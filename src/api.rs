//! REST API server for the analyst orchestrator
//!
//! Runs are executed on a background task; the handler only awaits the result.

use axum::{
    extract::State,
    http::StatusCode,
    routing::{get, post},
    Json, Router,
};
use serde::{Deserialize, Serialize};
use std::sync::Arc;
use tower_http::cors::CorsLayer;
use tower_http::trace::TraceLayer;
use tracing::{error, info};

use crate::error::OrchestrationError;
use crate::models::RunRequest;
use crate::orchestrator::Orchestrator;

/// =============================
/// Response Wrapper
/// =============================

#[derive(Debug, Serialize, Deserialize)]
pub struct ApiResponse {
    pub success: bool,
    pub data: Option<serde_json::Value>,
    pub error: Option<String>,
    pub timestamp: String,
}

impl ApiResponse {
    pub fn success<T: Serialize>(data: T) -> Self {
        Self {
            success: true,
            data: serde_json::to_value(data).ok(),
            error: None,
            timestamp: chrono::Utc::now().to_rfc3339(),
        }
    }

    pub fn error(message: String) -> Self {
        Self {
            success: false,
            data: None,
            error: Some(message),
            timestamp: chrono::Utc::now().to_rfc3339(),
        }
    }
}

/// =============================
/// API State
/// =============================

#[derive(Clone)]
pub struct ApiState {
    pub orchestrator: Arc<Orchestrator>,
}

fn status_for(err: &OrchestrationError) -> StatusCode {
    match err {
        OrchestrationError::InvalidRequest(_) => StatusCode::BAD_REQUEST,
        OrchestrationError::FatalConfiguration(_) => StatusCode::SERVICE_UNAVAILABLE,
        _ => StatusCode::INTERNAL_SERVER_ERROR,
    }
}

/// =============================
/// Health Endpoint
/// =============================

async fn health() -> Json<serde_json::Value> {
    Json(serde_json::json!({
        "status": "healthy",
        "timestamp": chrono::Utc::now().to_rfc3339()
    }))
}

/// =============================
/// Task Listing
/// =============================

async fn list_tasks(State(state): State<ApiState>) -> Json<ApiResponse> {
    let tasks: Vec<serde_json::Value> = state
        .orchestrator
        .registry()
        .list()
        .into_iter()
        .map(|kind| {
            serde_json::json!({
                "key": kind.key(),
                "display_name": kind.display_name(),
            })
        })
        .collect();

    Json(ApiResponse::success(tasks))
}

/// =============================
/// Run Endpoint
/// =============================

async fn run_analysis(
    State(state): State<ApiState>,
    Json(req): Json<RunRequest>,
) -> (StatusCode, Json<ApiResponse>) {
    info!(
        tasks = req.tasks.len(),
        symbols = ?req.symbols,
        "Received run request"
    );

    match state.orchestrator.spawn_run(req).await {
        Ok(Ok(decision)) => (StatusCode::OK, Json(ApiResponse::success(decision))),
        Ok(Err(e)) => {
            error!(error = %e, "Run failed");
            (status_for(&e), Json(ApiResponse::error(format!("Run failed: {}", e))))
        }
        Err(e) => {
            error!(error = %e, "Run task did not complete");
            (
                StatusCode::INTERNAL_SERVER_ERROR,
                Json(ApiResponse::error(format!("Run did not complete: {}", e))),
            )
        }
    }
}

/// =============================
/// Router
/// =============================

pub fn create_router(orchestrator: Arc<Orchestrator>) -> Router {
    let state = ApiState { orchestrator };

    Router::new()
        .route("/health", get(health))
        .route("/api/tasks", get(list_tasks))
        .route("/api/run", post(run_analysis))
        .with_state(state)
        .layer(TraceLayer::new_for_http())
        .layer(CorsLayer::permissive())
}

/// =============================
/// Server Startup
/// =============================

pub async fn start_server(orchestrator: Arc<Orchestrator>, port: u16) -> crate::Result<()> {
    let router = create_router(orchestrator);

    let listener = tokio::net::TcpListener::bind(format!("0.0.0.0:{}", port)).await?;

    info!("API Server listening on http://0.0.0.0:{}", port);
    info!("Local: http://127.0.0.1:{}", port);

    axum::serve(listener, router).await?;

    Ok(())
}

#[cfg(test)]
mod tests {
    use super::*;
    use crate::aggregate::{ConsensusPortfolioManager, PositionLimitRiskManager};
    use crate::data::MarketData;
    use crate::graph::{GraphExecutor, GraphPolicy};
    use crate::invoker::{RetryPolicy, TaskInvoker};
    use crate::models::{ModelConfig, ModelProvider};
    use crate::provider::{ProviderRegistry, ScriptedProvider};
    use crate::rate_limit::RateGovernor;
    use crate::tasks::create_default_registry;
    use axum::body::{to_bytes, Body};
    use axum::http::Request;
    use tower::ServiceExt;

    fn router() -> Router {
        let mut providers = ProviderRegistry::new();
        providers.register(Arc::new(ScriptedProvider::always(
            ModelProvider::OpenAI,
            serde_json::json!({"signal": "bullish", "confidence": 70.0, "reasoning": "moat"}),
        )));

        let invoker = Arc::new(TaskInvoker::new(
            providers,
            Arc::new(RateGovernor::unlimited()),
            RetryPolicy::default(),
            ModelConfig::new("gpt-4.1", ModelProvider::OpenAI),
        ));
        let tasks = Arc::new(create_default_registry(MarketData::empty()));
        let executor = GraphExecutor::new(
            tasks.clone(),
            invoker,
            Arc::new(PositionLimitRiskManager::new(MarketData::empty())),
            Arc::new(ConsensusPortfolioManager::new()),
        );

        create_router(Arc::new(Orchestrator::new(tasks, executor, GraphPolicy::default())))
    }

    async fn post_run(body: serde_json::Value) -> (StatusCode, ApiResponse) {
        let response = router()
            .oneshot(
                Request::builder()
                    .method("POST")
                    .uri("/api/run")
                    .header("content-type", "application/json")
                    .body(Body::from(body.to_string()))
                    .unwrap(),
            )
            .await
            .unwrap();

        let status = response.status();
        let bytes = to_bytes(response.into_body(), usize::MAX).await.unwrap();
        (status, serde_json::from_slice(&bytes).unwrap())
    }

    #[tokio::test]
    async fn test_health() {
        let response = router()
            .oneshot(Request::builder().uri("/health").body(Body::empty()).unwrap())
            .await
            .unwrap();

        assert_eq!(response.status(), StatusCode::OK);
    }

    #[tokio::test]
    async fn test_run_endpoint_returns_decision() {
        let (status, body) = post_run(serde_json::json!({
            "tasks": ["ben_graham", "warren_buffett"],
            "symbols": ["AAPL"],
            "date_range": { "start": "2024-01-01", "end": "2024-03-31" }
        }))
        .await;

        assert_eq!(status, StatusCode::OK);
        assert!(body.success);
        let data = body.data.unwrap();
        assert_eq!(data["analyst_signals"]["ben_graham"]["signals"]["AAPL"]["signal"], "bullish");
        assert!(data["decisions"]["AAPL"].is_object());
    }

    #[tokio::test]
    async fn test_inverted_date_range_is_bad_request() {
        let (status, body) = post_run(serde_json::json!({
            "tasks": ["ben_graham"],
            "symbols": ["AAPL"],
            "date_range": { "start": "2024-03-31", "end": "2024-01-01" }
        }))
        .await;

        assert_eq!(status, StatusCode::BAD_REQUEST);
        assert!(!body.success);
        assert!(body.error.unwrap().contains("after end date"));
    }
}
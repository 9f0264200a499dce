//! Application error types

use thiserror::Error;
use witness_domain::{DomainError, Failure, FailureKind, Request};

/// Application-level errors.
#[derive(Debug, Error)]
pub enum ApplicationError {
    /// A request was rejected before it was sent.
    #[error("{0}")]
    Domain(#[from] DomainError),

    /// Waiting for an outcome took longer than allowed.
    #[error("timed out waiting for {0}")]
    Timeout(String),
}

impl ApplicationError {
    /// Returns the failure category for this error.
    #[must_use]
    pub const fn to_failure_kind(&self) -> FailureKind {
        match self {
            Self::Domain(error) => error.failure_kind(),
            Self::Timeout(_) => FailureKind::Timeout,
        }
    }

    /// Converts this error into a domain failure of `request`.
    #[must_use]
    pub fn into_failure(self, request: Request) -> Failure {
        let kind = self.to_failure_kind();
        Failure::new(request, kind, self.to_string())
    }
}

/// Result type alias for application operations.
pub type ApplicationResult<T> = Result<T, ApplicationError>;

#[cfg(test)]
#[allow(clippy::unwrap_used)]
mod tests {
    use super::*;
    use pretty_assertions::assert_eq;
    use witness_domain::HttpMethod;

    #[test]
    fn test_rejected_header_becomes_invalid_request() {
        let request = Request::parse(HttpMethod::Get, "http://example.com/").unwrap();
        let error = ApplicationError::from(DomainError::InvalidHeaderName("Bad Name".to_string()));

        let failure = error.into_failure(request);
        assert_eq!(failure.kind, FailureKind::InvalidRequest);
        assert_eq!(failure.message(), "invalid header name: Bad Name");
    }
}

• Assignment
In the entries above, how many lines include the word "GraphExecutor"? Only the number should be given.

• Result of this exercise
2